(Stored data entries)
━━━━━━━━━━━━━━━━━━━━

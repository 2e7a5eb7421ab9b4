// Rust guideline compliant 2026-10-17

//! Implementation of the `sen2cli inference ls` command.
//!
//! Lists inferences matching the given filters, or only counts them.

use crate::commands::filters::{FilterArgs, QueryArgs};
use crate::OutputFormatter;
use anyhow::Result;
use sen2_app::{execute, AppError, QueryOutcome, ResourceClient, INFERENCE_RESOURCE};
use sen2_core::{FilterRequirement, DEFAULT_COLUMNS};

/// Options of `inference ls`.
#[derive(Debug, Clone, clap::Args)]
pub struct ListArgs {
    #[command(flatten)]
    pub filters: FilterArgs,

    #[command(flatten)]
    pub query: QueryArgs,

    /// Print the number of matches instead of the records
    #[arg(long = "count_only")]
    pub count_only: bool,

    /// Columns to show after the id
    #[arg(long, value_delimiter = ',')]
    pub columns: Vec<String>,
}

/// Lists or counts inferences.
///
/// # Arguments
///
/// * `client` - Backend session
/// * `args` - Filter, sort and paging options
/// * `formatter` - The output formatter to use
///
/// # Returns
///
/// The rendered listing or count.
///
/// # Errors
///
/// Returns an error if:
/// - A filter value is invalid
/// - The backend cannot be queried
pub fn execute_list<C>(client: &C, args: &ListArgs, formatter: &dyn OutputFormatter) -> Result<String>
where
    C: ResourceClient + ?Sized,
{
    let query = args
        .query
        .compose(&args.filters, FilterRequirement::Optional)
        .map_err(AppError::from)?;

    let outcome = execute(
        client,
        INFERENCE_RESOURCE,
        &query,
        args.count_only,
        query.follows_continuations(),
    )?;

    let rendered = match outcome {
        QueryOutcome::Count(count) => formatter.format_count(count),
        QueryOutcome::Records(records) => {
            let columns: Vec<&str> = if args.columns.is_empty() {
                DEFAULT_COLUMNS.to_vec()
            } else {
                args.columns.iter().map(String::as_str).collect()
            };
            formatter.format_records(&records, &columns)
        }
    };
    Ok(rendered)
}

━━━━━━━━━━━━━━━━━━━━

Problem to solve:
Single out each line of the records above with the string "QueryOutcome" in it, and copy it.

Result:
use sen2_app::{execute, AppError, QueryOutcome, ResourceClient, INFERENCE_RESOURCE};
        QueryOutcome::Count(count) => formatter.format_count(count),
        QueryOutcome::Records(records) => {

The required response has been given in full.